To assess the cytogenetic and embryoscopic characteristics of primary and secondary recurrent pregnancy loss.
Clinical prospective descriptive study.
Tertiary care center.
Nine hundred and eighty-four women affected by first-trimester pregnancy loss; 145 patients with recurrent pregnancy loss (RPL) and 839 patients with nonrecurrent pregnancy loss as controls.
Transcervical embryoscopic examination of the embryo before uterine evacuation, and cytogenetic analysis of the chorionic villi by standard G-banding cytogenetic techniques.
Main Outcome Measure(s)
Aneuploidy frequency in the primary and secondary RPL group and the nonrecurrent pregnancy loss (non-RPL) control group.

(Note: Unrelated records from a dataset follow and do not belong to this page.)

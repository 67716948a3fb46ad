use std::fmt;

use serde::{Deserialize, Serialize};
use strum::{Display, EnumString, IntoStaticStr};

/// Result type alias for capture, binding and reconstruction operations.
pub type CaptureResult<T> = Result<T, CaptureError>;

/// Python exception types raised by capture and reconstruction.
///
/// Uses strum derives for automatic `Display`, `FromStr`, and `Into<&'static str>` implementations.
/// The string representation matches the variant name exactly (e.g., `KeyError` -> "KeyError").
#[derive(Debug, Clone, Copy, PartialEq, Eq, Hash, Display, EnumString, IntoStaticStr, Serialize, Deserialize)]
pub enum ExcType {
    /// A declared parameter has no binding in the locals snapshot.
    KeyError,
    /// Bad call shape: unexpected keyword, missing argument, wrong value type.
    TypeError,
    /// Malformed signature declaration.
    ValueError,
    /// Operation is not valid in the instance's current state.
    RuntimeError,
    /// A serialized payload could not be decoded.
    UnpicklingError,
}

impl ExcType {
    /// Creates a KeyError for a parameter missing from a locals snapshot.
    ///
    /// Matches CPython's format for dict lookups: `KeyError: 'name'`
    #[must_use]
    pub(crate) fn key_error_missing_local(name: &str) -> CaptureError {
        CaptureError::new(Self::KeyError, format!("'{name}'"))
    }

    /// Creates a TypeError for a keyword argument that matches no parameter.
    ///
    /// Matches CPython's format: `{name}() got an unexpected keyword argument '{key}'`
    #[must_use]
    pub(crate) fn type_error_unexpected_keyword(name: &str, key: &str) -> CaptureError {
        CaptureError::new(
            Self::TypeError,
            format!("{name}() got an unexpected keyword argument '{key}'"),
        )
    }

    /// Creates a TypeError for an argument given both positionally and by keyword.
    ///
    /// Matches CPython's format: `{name}() got multiple values for argument '{param}'`
    #[must_use]
    pub(crate) fn type_error_duplicate_arg(name: &str, param: &str) -> CaptureError {
        CaptureError::new(
            Self::TypeError,
            format!("{name}() got multiple values for argument '{param}'"),
        )
    }

    /// Creates a TypeError for a positional-only parameter passed by keyword.
    ///
    /// Matches CPython's format:
    /// `{name}() got some positional-only arguments passed as keyword arguments: '{param}'`
    #[must_use]
    pub(crate) fn type_error_positional_only(name: &str, param: &str) -> CaptureError {
        CaptureError::new(
            Self::TypeError,
            format!("{name}() got some positional-only arguments passed as keyword arguments: '{param}'"),
        )
    }

    /// Creates a TypeError for too many positional arguments.
    ///
    /// Matches CPython's format: `{name}() takes {max} positional arguments but {given} were given`
    #[must_use]
    pub(crate) fn type_error_too_many_positional(name: &str, max: usize, given: usize) -> CaptureError {
        let takes = if max == 1 {
            "1 positional argument".to_owned()
        } else {
            format!("{max} positional arguments")
        };
        let were = if given == 1 { "was" } else { "were" };
        CaptureError::new(
            Self::TypeError,
            format!("{name}() takes {takes} but {given} {were} given"),
        )
    }

    /// Creates a TypeError for missing required positional arguments.
    #[must_use]
    pub(crate) fn type_error_missing_positional(name: &str, missing: &[&str]) -> CaptureError {
        Self::missing_args(name, "positional", missing)
    }

    /// Creates a TypeError for missing required keyword-only arguments.
    #[must_use]
    pub(crate) fn type_error_missing_kwonly(name: &str, missing: &[&str]) -> CaptureError {
        Self::missing_args(name, "keyword-only", missing)
    }

    fn missing_args(name: &str, group: &str, missing: &[&str]) -> CaptureError {
        let count = missing.len();
        let names = format_param_names(missing);
        let noun = if count == 1 { "argument" } else { "arguments" };
        CaptureError::new(
            Self::TypeError,
            format!("{name}() missing {count} required {group} {noun}: {names}"),
        )
    }

    /// Creates a TypeError for keys in a `**kwargs` mapping that are not strings.
    #[must_use]
    pub(crate) fn type_error_keywords_must_be_strings() -> CaptureError {
        CaptureError::new(Self::TypeError, "keywords must be strings")
    }

    /// Creates a TypeError for a value of the wrong type.
    ///
    /// Format: `{what} must be {expected}, not {actual}`
    #[must_use]
    pub(crate) fn type_error_expected(what: &str, expected: &str, actual: &str) -> CaptureError {
        CaptureError::new(Self::TypeError, format!("{what} must be {expected}, not {actual}"))
    }

    /// Creates a RuntimeError for reducing or copying an instance that never captured its arguments.
    #[must_use]
    pub(crate) fn runtime_error_not_captured(type_name: &str) -> CaptureError {
        CaptureError::new(
            Self::RuntimeError,
            format!("{type_name} has not captured its init arguments"),
        )
    }
}

/// Formats a list of parameter names the way CPython lists them in error messages.
///
/// `['a']` -> `'a'`, `['a', 'b']` -> `'a' and 'b'`, `['a', 'b', 'c']` -> `'a', 'b', and 'c'`
fn format_param_names(names: &[&str]) -> String {
    match names {
        [] => String::new(),
        [only] => format!("'{only}'"),
        [first, second] => format!("'{first}' and '{second}'"),
        [init @ .., last] => {
            let mut out = String::new();
            for name in init {
                out.push('\'');
                out.push_str(name);
                out.push_str("', ");
            }
            out.push_str("and '");
            out.push_str(last);
            out.push('\'');
            out
        }
    }
}

/// An error raised by capture, binding, copy or reconstruction.
///
/// Carries the Python exception type it corresponds to plus the message, so
/// callers can match on `exc_type` the same way `except KeyError:` would.
#[derive(Debug, Clone, PartialEq, Eq, Serialize, Deserialize)]
pub struct CaptureError {
    exc_type: ExcType,
    message: String,
}

impl CaptureError {
    /// Creates a new error of the given type.
    #[must_use]
    pub fn new(exc_type: ExcType, message: impl Into<String>) -> Self {
        Self {
            exc_type,
            message: message.into(),
        }
    }

    /// The Python exception type of this error.
    #[must_use]
    pub fn exc_type(&self) -> ExcType {
        self.exc_type
    }

    /// The exception message, without the type prefix.
    #[must_use]
    pub fn message(&self) -> &str {
        &self.message
    }
}

impl fmt::Display for CaptureError {
    fn fmt(&self, f: &mut fmt::Formatter<'_>) -> fmt::Result {
        write!(f, "{}: {}", self.exc_type, self.message)
    }
}

impl std::error::Error for CaptureError {}

impl From<postcard::Error> for CaptureError {
    fn from(err: postcard::Error) -> Self {
        Self::new(ExcType::UnpicklingError, err.to_string())
    }
}

impl From<serde_json::Error> for CaptureError {
    fn from(err: serde_json::Error) -> Self {
        Self::new(ExcType::UnpicklingError, err.to_string())
    }
}

#[cfg(test)]
mod tests {
    use super::*;

    #[test]
    fn param_names_follow_cpython_listing() {
        assert_eq!(format_param_names(&["a"]), "'a'");
        assert_eq!(format_param_names(&["a", "b"]), "'a' and 'b'");
        assert_eq!(format_param_names(&["a", "b", "c"]), "'a', 'b', and 'c'");
    }

    #[test]
    fn display_prefixes_exception_type() {
        let err = ExcType::type_error_unexpected_keyword("Foo", "bar");
        assert_eq!(err.to_string(), "TypeError: Foo() got an unexpected keyword argument 'bar'");
        assert_eq!(err.exc_type(), ExcType::TypeError);
    }

    #[test]
    fn too_many_positional_pluralizes() {
        let err = ExcType::type_error_too_many_positional("f", 1, 2);
        assert_eq!(err.message(), "f() takes 1 positional argument but 2 were given");
        let err = ExcType::type_error_too_many_positional("f", 0, 1);
        assert_eq!(err.message(), "f() takes 0 positional arguments but 1 was given");
    }
}
//! Tests for binding call arguments to a signature and for signature validation.
//!
//! Error messages follow CPython's wording so that failures read the same as the
//! equivalent Python call would.

use initargs::{CallArgs, DictPairs, ExcType, Object, Param, ParamKind, Signature};
use pretty_assertions::assert_eq;

/// `def f(p, /, arg1, arg2="d2", *va, kw, kw2="dk2", **extra)`
fn full() -> Signature {
    Signature::builder("f")
        .pos_only("p")
        .arg("arg1")
        .arg_default("arg2", "d2")
        .var_args("va")
        .kwonly("kw")
        .kwonly_default("kw2", "dk2")
        .var_kwargs("extra")
        .build()
        .unwrap()
}

fn bind_err(signature: &Signature, call: CallArgs) -> String {
    let err = signature.bind(call).unwrap_err();
    assert_eq!(err.exc_type(), ExcType::TypeError);
    err.message().to_owned()
}

#[test]
fn bind_fills_every_parameter_in_declaration_order() {
    let locals = full()
        .bind(CallArgs::positional(["p0", "a1"]).kwarg("kw", "k"))
        .unwrap();
    let names: Vec<&str> = locals.iter().map(|(name, _)| name).collect();
    assert_eq!(names, vec!["p", "arg1", "arg2", "va", "kw", "kw2", "extra"]);
    assert_eq!(locals.get("arg2").unwrap(), &Object::from("d2"));
    assert_eq!(locals.get("va").unwrap(), &Object::tuple(Vec::<Object>::new()));
    assert_eq!(locals.get("extra").unwrap(), &Object::dict(DictPairs::default()));
}

#[test]
fn bind_collects_var_args_and_var_kwargs() {
    let locals = full()
        .bind(
            CallArgs::positional(["p0", "a1", "a2", "v1", "v2"])
                .kwarg("kw", "k")
                .kwarg("other", 7),
        )
        .unwrap();
    assert_eq!(locals.get("va").unwrap(), &Object::tuple(["v1", "v2"]));
    assert_eq!(
        locals.get("extra").unwrap(),
        &Object::dict(vec![(Object::from("other"), Object::from(7))])
    );
}

#[test]
fn positional_only_name_is_absorbed_by_var_kwargs() {
    let locals = full()
        .bind(CallArgs::positional(["p0", "a1"]).kwarg("kw", "k").kwarg("p", "again"))
        .unwrap();
    assert_eq!(locals.get("p").unwrap(), &Object::from("p0"));
    assert_eq!(
        locals.get("extra").unwrap(),
        &Object::dict(vec![(Object::from("p"), Object::from("again"))])
    );
}

#[test]
fn too_many_positional() {
    let signature = Signature::builder("Point").arg("x").arg("y").build().unwrap();
    assert_eq!(
        bind_err(&signature, CallArgs::positional([1, 2, 3])),
        "Point() takes 2 positional arguments but 3 were given"
    );
}

#[test]
fn unexpected_keyword() {
    let signature = Signature::builder("Point").arg("x").build().unwrap();
    assert_eq!(
        bind_err(&signature, CallArgs::positional([1]).kwarg("z", 2)),
        "Point() got an unexpected keyword argument 'z'"
    );
}

#[test]
fn multiple_values_for_argument() {
    let signature = Signature::builder("Point").arg("x").arg("y").build().unwrap();
    assert_eq!(
        bind_err(&signature, CallArgs::positional([1, 2]).kwarg("x", 3)),
        "Point() got multiple values for argument 'x'"
    );
}

#[test]
fn positional_only_passed_as_keyword() {
    let signature = Signature::builder("f").pos_only("p").build().unwrap();
    assert_eq!(
        bind_err(&signature, CallArgs::new().kwarg("p", 1)),
        "f() got some positional-only arguments passed as keyword arguments: 'p'"
    );
}

#[test]
fn missing_required_arguments() {
    let signature = Signature::builder("f")
        .arg("a")
        .arg("b")
        .arg("c")
        .kwonly("k")
        .build()
        .unwrap();
    assert_eq!(
        bind_err(&signature, CallArgs::new().kwarg("k", 1)),
        "f() missing 3 required positional arguments: 'a', 'b', and 'c'"
    );
    assert_eq!(
        bind_err(&signature, CallArgs::positional([1, 2, 3])),
        "f() missing 1 required keyword-only argument: 'k'"
    );
}

#[test]
fn builder_rejects_duplicate_names() {
    let err = Signature::builder("f").arg("x").kwonly("x").build().unwrap_err();
    assert_eq!(err.exc_type(), ExcType::ValueError);
    assert_eq!(err.message(), "duplicate parameter name: 'x'");
}

#[test]
fn builder_rejects_wrong_order() {
    let err = Signature::builder("f").kwonly("k").arg("a").build().unwrap_err();
    assert_eq!(err.exc_type(), ExcType::ValueError);
    assert!(err.message().starts_with("wrong parameter order"));
}

#[test]
fn builder_rejects_second_var_args() {
    let err = Signature::builder("f").var_args("a").var_args("b").build().unwrap_err();
    assert_eq!(err.exc_type(), ExcType::ValueError);
}

#[test]
fn builder_rejects_required_after_default() {
    let err = Signature::builder("f").arg_default("a", 1).arg("b").build().unwrap_err();
    assert_eq!(err.message(), "non-default argument follows default argument");
}

#[test]
fn keyword_only_may_follow_defaults() {
    let signature = Signature::builder("f").arg_default("a", 1).kwonly("b").build();
    assert!(signature.is_ok());
}

#[test]
fn variadic_parameters_cannot_have_defaults() {
    let err = Signature::new(
        "f",
        vec![Param::with_default("va", ParamKind::VarPositional, Object::tuple([1]))],
    )
    .unwrap_err();
    assert_eq!(err.exc_type(), ExcType::ValueError);
}

#[test]
fn lookup_helpers() {
    let signature = full();
    assert_eq!(signature.var_positional().map(Param::name), Some("va"));
    assert_eq!(signature.var_keyword().map(Param::name), Some("extra"));
    assert_eq!(signature.param("kw2").and_then(Param::default), Some(&Object::from("dk2")));
    assert!(signature.param("missing").is_none());
}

Patients with RPL showed statistically significantly fewer aneuploid pregnancy losses (odds ratio [OR] 0.596; 95% confidence interval [CI], 0.40–0.88). Primary RPL was associated with lower aneuploidy rates compared with the non-RPL group (OR 0.423; 95% CI, 0.27–0.66) while secondary RPL was not (OR 1.414; 95% CI, 0.67–2.99). Patients with primary RPL had statistically significantly more morphologically normal embryos compared with non-RPL and secondary RPL.
Patients’ embryos after primary and secondary RPL show distinctive differences in aneuploidy and morphologic defect rates. These findings suggest different treatment approaches for the patients with primary and secondary RPL.